#### Task to carry out
Repeat the entries exactly. Leave nothing out.

#### Information supplied

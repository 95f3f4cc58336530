//! mediarelay Server – Einstiegspunkt
//!
//! Laedt die Konfiguration, initialisiert das Logging und startet den Relay.

use anyhow::Result;
use mediarelay_observability::logging_initialisieren;
use mediarelay_server::{config::RelayConfig, Server};

#[tokio::main]
async fn main() -> Result<()> {
    // Konfigurationsdatei-Pfad aus Umgebungsvariable oder Standard
    let config_pfad = std::env::var("MEDIARELAY_CONFIG").unwrap_or_else(|_| "config.toml".into());

    // Konfiguration laden (Standardwerte falls Datei fehlt)
    let config = RelayConfig::laden(&config_pfad)?;

    logging_initialisieren(&config.logging.level, &config.logging.format);

    tracing::info!(
        version = env!("CARGO_PKG_VERSION"),
        config = %config_pfad,
        "mediarelay wird initialisiert"
    );

    Server::neu(config).starten().await
}
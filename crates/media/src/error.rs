//! Fehlertypen des Media-Crates

use mediarelay_core::RelayError;
use mediarelay_crypto::CryptoError;
use thiserror::Error;

#[derive(Debug, Error)]
pub enum MediaError {
    #[error("DTLS-Fehler: {0}")]
    Dtls(#[from] CryptoError),

    #[error("Relay-Fehler: {0}")]
    Relay(#[from] RelayError),

    #[error("IO-Fehler: {0}")]
    Io(#[from] std::io::Error),
}

pub type MediaResult<T> = std::result::Result<T, MediaError>;

impl MediaError {
    /// Fehler aus der Signalisierung (z.B. Fingerprint mit falscher Laenge)
    pub fn ist_konfigurationsfehler(&self) -> bool {
        match self {
            Self::Dtls(e) => matches!(
                e,
                CryptoError::UngueltigeDigestLaenge { .. }
                    | CryptoError::UnbekannteHashFunktion(_)
                    | CryptoError::UngueltigerFingerprint(_)
                    | CryptoError::Konfiguration(_)
            ),
            Self::Relay(e) => e.ist_konfigurationsfehler(),
            Self::Io(_) => false,
        }
    }
}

#### Reply
repository 95f3f4cc58336530
//! mediarelay Server – Einstiegspunkt
//!
//! Laedt die Konfiguration, initialisiert das Logging und startet den Relay.

use anyhow::Result;
use mediarelay_observability::logging_initialisieren;
use mediarelay_server::{config::RelayConfig, Server};

#[tokio::main]
async fn main() -> Result<()> {
    // Konfigurationsdatei-Pfad aus Umgebungsvariable oder Standard
    let config_pfad = std::env::var("MEDIARELAY_CONFIG").unwrap_or_else(|_| "config.toml".into());

    // Konfiguration laden (Standardwerte falls Datei fehlt)
    let config = RelayConfig::laden(&config_pfad)?;

    logging_initialisieren(&config.logging.level, &config.logging.format);

    tracing::info!(
        version = env!("CARGO_PKG_VERSION"),
        config = %config_pfad,
        "mediarelay wird initialisiert"
    );

    Server::neu(config).starten().await
}
filename crates/media/src/error.rs
//! Fehlertypen des Media-Crates

use mediarelay_core::RelayError;
use mediarelay_crypto::CryptoError;
use thiserror::Error;

#[derive(Debug, Error)]
pub enum MediaError {
    #[error("DTLS-Fehler: {0}")]
    Dtls(#[from] CryptoError),

    #[error("Relay-Fehler: {0}")]
    Relay(#[from] RelayError),

    #[error("IO-Fehler: {0}")]
    Io(#[from] std::io::Error),
}

pub type MediaResult<T> = std::result::Result<T, MediaError>;

impl MediaError {
    /// Fehler aus der Signalisierung (z.B. Fingerprint mit falscher Laenge)
    pub fn ist_konfigurationsfehler(&self) -> bool {
        match self {
            Self::Dtls(e) => matches!(
                e,
                CryptoError::UngueltigeDigestLaenge { .. }
                    | CryptoError::UnbekannteHashFunktion(_)
                    | CryptoError::UngueltigerFingerprint(_)
                    | CryptoError::Konfiguration(_)
            ),
            Self::Relay(e) => e.ist_konfigurationsfehler(),
            Self::Io(_) => false,
        }
    }
}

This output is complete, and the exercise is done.